Interested individual applicants must submit the following documents/information to demonstrate their qualifications:

  1. Document 1 : Letter of Confirmation of Interest and Availability (Annex 1) provided by UNDP;https://www.my.undp.org/content/dam/malaysia/docs/Procurement/Letter%20of%20Interest%20_Annex%201.docx?download
  2. Document 2: Technical Proposal: Brief description of why the individual considers themselves as the most suitable for the assignment, including portfolio/evidence of past work, testimonies from past collaborators and/or employers, proposed partners or collaborators (individuals or organizations), and a brief methodology on how they will approach and complete the assignment;
  3. Document 3: Financial Proposal that indicates the all-inclusive fixed total contract price, supported by a breakdown of costs, as per template provided. If an Offeror is employed by an organization/company/institution and expects his/her employer to charge a management fee in the process of releasing him/her to UNDP under Reimbursable Loan Agreement (RLA), the Offeror must indicate at this point and ensure that all such costs are duly incorporated in the financial proposal submitted to UNDP, https://www.my.undp.org/content/dam/malaysia/docs/Procurement/Financial Proposal Template-Deliverables_MYR_IC2021-023.doc
  4. Document 4: Personal CV / P11  including past experience in similar projects and at least 3 references https://www.my.undp.org/content/dam/malaysia/docs/Procurement/P11 for Consultant_Optional.docx 
  5. Please submit this information in one file as Document 1, 2, 3 and 4.
  6. Candidates who fail to submit all the information requested above will be disqualified.

How to Apply:

  • Kindly download the Letter of Confirmation of interest and availability, Financial Proposal Template and General Terms & Conditions mentioned below;
  • Read and agree to the General Terms & Conditions;
  • Click the ‘apply’ icon and complete what is required;
  • Scan all documents into 1 pdf folder and then upload;
  • For clarification question, please email to procurement.my@undp.org.

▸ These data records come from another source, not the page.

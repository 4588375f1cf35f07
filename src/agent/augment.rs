//! Research augmentation provider.
//!
//! Before the research turn the orchestrator may ask an external service
//! for extra context. Failures only produce a warning event.

use anyhow::{Context, Result};
use async_trait::async_trait;
use serde::Deserialize;
use std::time::Duration;

#[async_trait]
pub trait ResearchAugmenter: Send + Sync {
    /// Extra research context for `goal` in `round`.
    async fn augment(&self, goal: &str, round: u32) -> Result<String>;
}

/// POSTs `{"goal", "round"}` as JSON and accepts either `{"summary": ...}`
/// or a plain-text body.
pub struct HttpAugmenter {
    client: reqwest::Client,
    endpoint: String,
    api_key: Option<String>,
}

#[derive(Deserialize)]
struct AugmentResponse {
    summary: String,
}

impl HttpAugmenter {
    pub fn new(endpoint: impl Into<String>, api_key: Option<String>) -> Result<Self> {
        let client = reqwest::Client::builder()
            .timeout(Duration::from_secs(30))
            .build()
            .context("Failed to build HTTP client for research augmentation")?;
        Ok(Self {
            client,
            endpoint: endpoint.into(),
            api_key,
        })
    }
}

#[async_trait]
impl ResearchAugmenter for HttpAugmenter {
    async fn augment(&self, goal: &str, round: u32) -> Result<String> {
        let mut request = self
            .client
            .post(&self.endpoint)
            .header("Accept", "application/json, text/plain")
            .json(&serde_json::json!({ "goal": goal, "round": round }));
        if let Some(key) = &self.api_key {
            request = request.bearer_auth(key);
        }

        let body = request
            .send()
            .await
            .with_context(|| format!("Failed to reach research endpoint {}", self.endpoint))?
            .error_for_status()
            .context("Research endpoint returned error status")?
            .text()
            .await
            .context("Failed to read research endpoint response")?;

        let summary = parse_augment_body(&body);
        if summary.is_empty() {
            anyhow::bail!("Research endpoint returned an empty response");
        }
        Ok(summary)
    }
}

fn parse_augment_body(body: &str) -> String {
    match serde_json::from_str::<AugmentResponse>(body) {
        Ok(parsed) => parsed.summary.trim().to_string(),
        Err(_) => body.trim().to_string(),
    }
}

#[cfg(test)]
mod tests {
    use super::*;

    #[test]
    fn test_parse_json_summary() {
        assert_eq!(
            parse_augment_body(r#"{"summary": "  use the v2 API  ", "sources": []}"#),
            "use the v2 API"
        );
    }

    #[test]
    fn test_parse_plain_text_body() {
        assert_eq!(parse_augment_body("plain notes\n"), "plain notes");
    }

    #[tokio::test]
    async fn test_unreachable_endpoint_is_error() {
        let augmenter = HttpAugmenter::new("http://127.0.0.1:9/augment", None).unwrap();
        let err = augmenter.augment("goal", 1).await.unwrap_err();
        assert!(err.to_string().contains("Failed to reach research endpoint"));
    }
}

The clarification question deadline is three (3) days before the closing. When emailing for clarification questions, please put "MyIC/2021/023" as the subject matter.

 

General terms & conditions to be downloaded:

Reimbursable Loan Agreement (RLA): A legal instrument between UNDP and a Company/institution, according to which, the latter makes available the services of an individual delivering time-bound and quantifiable outputs that are directly linked to payments

Incomplete proposals may not be considered. Only short-listed candidates may be contacted, and successful candidates will be notified.

 Kindly note that the system will only accept one attachment , please merge all documents and submit as one file.

 

Evaluation method and criteria

Only candidates that are responsive and compliant will be evaluated. Individual Consultants will be evaluated based on the following methodology:

The offers that will be received shall be evaluated based on the Combined Scoring method – where the qualifications and methodology will be weighted a max. of 70% and combined with the price offer, which will be weighted a max of 30%.